(Saved data entries)
//! Fractions: `\frac{num}{den}` → `num/den` or `(num)/(den)`
//!
//! Each pass rewrites only innermost fractions (operands free of further
//! fraction commands); passes repeat until nothing changes or the configured
//! limit is reached. A nesting depth beyond the limit, or an unterminated
//! construct, is left as literal text.

use crate::core::context::{ConvertOptions, StageContext};
use crate::core::pipeline::Stage;
use crate::core::scan::{contains_command, is_simple, read_argument, rewrite_commands};
use crate::data::commands::FRACTION_COMMANDS;

pub struct FractionStage;

impl Stage for FractionStage {
    fn name(&self) -> &'static str {
        "fraction"
    }

    fn apply(&self, input: &str, ctx: &mut StageContext<'_>) -> String {
        let mut text = input.to_string();

        for _ in 0..ctx.options.max_fraction_passes {
            if !contains_command(&text, FRACTION_COMMANDS) {
                return text;
            }
            let next = rewrite_innermost(&text, ctx.options);
            if next == text {
                break;
            }
            text = next;
        }

        if contains_command(&text, FRACTION_COMMANDS) {
            ctx.warn_with_suggestion(
                self.name(),
                "fraction left unresolved",
                "check for a missing brace or nesting deeper than max_fraction_passes",
            );
        }
        text
    }
}

fn rewrite_innermost(src: &str, options: &ConvertOptions) -> String {
    rewrite_commands(src, |cmd, out| {
        if !FRACTION_COMMANDS.contains(&cmd.name) {
            return None;
        }
        let num = read_argument(src, cmd.end)?;
        let den = read_argument(src, num.end)?;
        if contains_command(num.inner, FRACTION_COMMANDS)
            || contains_command(den.inner, FRACTION_COMMANDS)
        {
            return None;
        }
        out.push_str(&format_fraction(num.inner.trim(), den.inner.trim(), options));
        Some(den.end)
    })
}

fn format_fraction(num: &str, den: &str, options: &ConvertOptions) -> String {
    let limit = options.simple_operand_len;
    if is_simple(num, limit) && is_simple(den, limit) {
        format!("{}/{}", num, den)
    } else {
        format!("({})/({})", num, den)
    }
}
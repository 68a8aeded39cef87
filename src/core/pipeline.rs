//! The ordered rewrite pipeline
//!
//! A [`Pipeline`] is a fixed list of [`Stage`]s. Each stage receives the
//! previous stage's output. The standard order matters: the structural
//! stages (fraction, root, script, matrix) need intact command syntax that
//! the symbol stage would partially consume, and cleanup discards whatever
//! is still unresolved, so it must come last.

use lazy_static::lazy_static;

use super::context::{ConvertOptions, StageContext};
use super::stages::{
    CleanupStage, DelimiterStage, FractionStage, FunctionStage, MatrixStage, RootStage,
    ScriptStage, SymbolStage,
};
use crate::utils::error::ConversionOutput;

/// One pure rewrite pass
pub trait Stage: Send + Sync {
    /// Short stable name, used in warnings and traces
    fn name(&self) -> &'static str;

    /// Rewrite `input`. Must not fail; unresolvable constructs stay literal.
    fn apply(&self, input: &str, ctx: &mut StageContext<'_>) -> String;
}

/// Output of a single stage, as recorded by [`Pipeline::trace`]
#[derive(Debug, Clone, PartialEq, Eq)]
pub struct StageTrace {
    pub stage: &'static str,
    pub output: String,
}

lazy_static! {
    /// The standard pipeline, built once and shared by every conversion
    pub static ref STANDARD_PIPELINE: Pipeline = Pipeline::standard();
}

/// An ordered list of stages
pub struct Pipeline {
    stages: Vec<Box<dyn Stage>>,
}

impl Pipeline {
    /// fraction → root → script → function → matrix → symbol → delimiter → cleanup
    pub fn standard() -> Self {
        Self::from_stages(vec![
            Box::new(FractionStage),
            Box::new(RootStage),
            Box::new(ScriptStage),
            Box::new(FunctionStage),
            Box::new(MatrixStage),
            Box::new(SymbolStage),
            Box::new(DelimiterStage),
            Box::new(CleanupStage),
        ])
    }

    pub fn from_stages(stages: Vec<Box<dyn Stage>>) -> Self {
        Self { stages }
    }

    /// Stage names in execution order
    pub fn stage_names(&self) -> Vec<&'static str> {
        self.stages.iter().map(|s| s.name()).collect()
    }

    /// Run every stage over `input`
    pub fn run(&self, input: &str, options: &ConvertOptions) -> ConversionOutput {
        let mut ctx = StageContext::new(options);
        let content = self.run_with(input, &mut ctx);
        ConversionOutput::with_warnings(content, ctx.warnings)
    }

    /// Run every stage with a caller-provided context
    pub fn run_with(&self, input: &str, ctx: &mut StageContext<'_>) -> String {
        if input.is_empty() {
            return String::new();
        }
        self.stages
            .iter()
            .fold(input.to_string(), |text, stage| stage.apply(&text, ctx))
    }

    /// Run every stage, keeping each intermediate result
    pub fn trace(&self, input: &str, options: &ConvertOptions) -> Vec<StageTrace> {
        let mut ctx = StageContext::new(options);
        let mut text = input.to_string();
        let mut traces = Vec::with_capacity(self.stages.len());
        for stage in &self.stages {
            text = stage.apply(&text, &mut ctx);
            traces.push(StageTrace {
                stage: stage.name(),
                output: text.clone(),
            });
        }
        traces
    }
}

impl std::fmt::Debug for Pipeline {
    fn fmt(&self, f: &mut std::fmt::Formatter<'_>) -> std::fmt::Result {
        f.debug_struct("Pipeline")
            .field("stages", &self.stage_names())
            .finish()
    }
}

#[cfg(test)]
mod tests {
    use super::*;

    struct Upper;

    impl Stage for Upper {
        fn name(&self) -> &'static str {
            "upper"
        }

        fn apply(&self, input: &str, _ctx: &mut StageContext<'_>) -> String {
            input.to_uppercase()
        }
    }

    struct Exclaim;

    impl Stage for Exclaim {
        fn name(&self) -> &'static str {
            "exclaim"
        }

        fn apply(&self, input: &str, ctx: &mut StageContext<'_>) -> String {
            ctx.warn(self.name(), "shouting");
            format!("{}!", input)
        }
    }

    #[test]
    fn test_standard_order() {
        assert_eq!(
            STANDARD_PIPELINE.stage_names(),
            vec![
                "fraction",
                "root",
                "script",
                "function",
                "matrix",
                "symbol",
                "delimiter",
                "cleanup"
            ]
        );
    }

    #[test]
    fn test_custom_pipeline_runs_in_order() {
        let pipeline = Pipeline::from_stages(vec![Box::new(Upper), Box::new(Exclaim)]);
        let output = pipeline.run("abc", &ConvertOptions::default());
        assert_eq!(output.content, "ABC!");
        assert_eq!(output.warnings.len(), 1);
        assert_eq!(output.warnings[0].stage, "exclaim");
    }

    #[test]
    fn test_empty_input() {
        let output = STANDARD_PIPELINE.run("", &ConvertOptions::default());
        assert_eq!(output.content, "");
        assert!(!output.has_warnings());
    }

    #[test]
    fn test_trace_records_every_stage() {
        let traces = STANDARD_PIPELINE.trace(r"\frac{a}{b}", &ConvertOptions::default());
        assert_eq!(traces.len(), 8);
        assert_eq!(traces[0].stage, "fraction");
        assert_eq!(traces[0].output, "a/b");
        assert_eq!(traces.last().unwrap().output, "a/b");
    }

    #[test]
    fn test_symbol_table_leaves_structural_commands() {
        let reordered = Pipeline::from_stages(vec![
            Box::new(SymbolStage),
            Box::new(RootStage),
            Box::new(CleanupStage),
        ]);
        let output = reordered.run(r"\sqrt{\alpha}", &ConvertOptions::default());
        assert_eq!(output.content, "√α");
    }

    #[test]
    fn test_cleanup_first_loses_structure() {
        let reordered =
            Pipeline::from_stages(vec![Box::new(CleanupStage), Box::new(FractionStage)]);
        let output = reordered.run(r"\frac{1}{2}", &ConvertOptions::default());
        assert_eq!(output.content, "frac 12");
    }
}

■ WHAT YOU NEED TO DO ■
In how many lines of the records does the word "ConvertOptions" appear? Give the number alone.

■ SOLUTION TO THIS TASK ■
11